This movement disorder is similar to PLMD, but only occurs before sleep onset oftentimes causing insomnia. It may be an indescribable feeling, but it has also been characterized by creeping, crawling, aching, twitching and the urge to constantly move one’s legs. Some patients who complain of restless legs syndrome, also complain of leg movements in sleep. Generally patients with restless legs have to massage/rub, march or walk the sensations off. These symptoms may also occur during the day and are sometimes described as ‘active legs.’ Treatment for RLS usually involves medication.
Restless legs syndrome (RLS) is a disorder that often occurs in otherwise healthy individuals. It is characterized by pain or discomfort in the lower limbs while at rest, usually just prior to sleep or during periods of wakefulness at night. People often describe the discomfort as an aching pain, or as a “tingling,” “creeping/crawling” or other bothersome sensation. RLS is more common in older people, but can occur in young adults as well.

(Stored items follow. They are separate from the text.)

//! Error taxonomy of the allocator.

use thiserror::Error;

/// Failure reported by the allocation entry points.
///
/// A failed allocation leaves no partial state behind: no list was
/// modified and the high-water mark did not move.
#[derive(Debug, Clone, Copy, PartialEq, Eq, Error)]
pub enum AllocError {
    /// No free block can satisfy the request and the remaining arena
    /// capacity is insufficient to carve a fresh one.
    #[error("out of memory")]
    OutOfMemory,
}

/// Structural defect found by [`check`](crate::debug::check).
///
/// Double frees and frees of foreign pointers are undefined behavior by
/// contract and are not detected at the call site; the damage they cause
/// surfaces here, in debug-build heap walks. Offsets are in words from the
/// arena base.
#[derive(Debug, Clone, Copy, PartialEq, Eq, Error)]
pub enum CheckError {
    /// A block's footer disagrees with its header.
    #[error("header/footer mismatch at word offset {offset}")]
    TagMismatch { offset: usize },

    /// A zero header was found below the high-water mark, so the forward
    /// walk cannot reach every block.
    #[error("zero header below the high-water mark at word offset {offset}")]
    TruncatedWalk { offset: usize },

    /// A block extends past the high-water mark.
    #[error("block at word offset {offset} crosses the high-water mark")]
    Overrun { offset: usize },

    /// The word after the last block is not the zero sentinel.
    #[error("missing end-of-heap sentinel at word offset {offset}")]
    MissingSentinel { offset: usize },

    /// A free-list link points outside the initialized heap.
    #[error("free list {class} links to invalid offset {offset}")]
    BadLink { class: usize, offset: usize },

    /// A free list contains a block whose tags say it is allocated.
    #[error("free list {class} holds an allocated block at word offset {offset}")]
    LinkedButAllocated { class: usize, offset: usize },

    /// A block is linked into a list of the wrong size class.
    #[error("block of {size} words is linked into class {class}")]
    WrongClass { class: usize, size: u32 },

    /// A free list loops back on itself.
    #[error("free list {class} is cyclic")]
    CyclicList { class: usize },

    /// A free block is not reachable from its class's list.
    #[error("free block at word offset {offset} is not in its class list")]
    Orphaned { offset: usize },

    /// The lists collectively hold a different number of blocks than the
    /// walk found free.
    #[error("walk found {free_blocks} free blocks but the lists hold {listed}")]
    ListCountMismatch { free_blocks: usize, listed: usize },

    /// Two adjacent blocks are both free (coalescing missed them).
    #[error("adjacent free blocks at word offsets {first} and {second}")]
    Uncoalesced { first: usize, second: usize },
}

People who suffer from RLS often report difficulties falling asleep or staying asleep. These difficulties may range from mild to severe, but in many cases result in significant nighttime distress and daytime fatigue. Sufferers often report the problem of “insomnia” to their doctors; however, it is important to distinguish RLS from primary insomnia because the treatments are different. RLS does not improve with conventional treatments for “insomnia.”
One interesting fact about RLS is that symptoms usually occur when the sufferer is at rest, but are not present during periods of activity. Therefore, people with RLS often report that the discomfort in their limbs goes away if they get out of bed and walk about. Even non-physical activity can seemingly reduce the symptoms of RLS!
Treatment of RLS can begin at home. Many people find relief from massage, applied heat, or hot baths before bedtime. A number of medications also have been found to be effective and safe in the treatment of RLS. These medications act on the neurotransmitter substance “dopamine,” such as pramipexole (Mirapex®) or ropinirole (Requip®).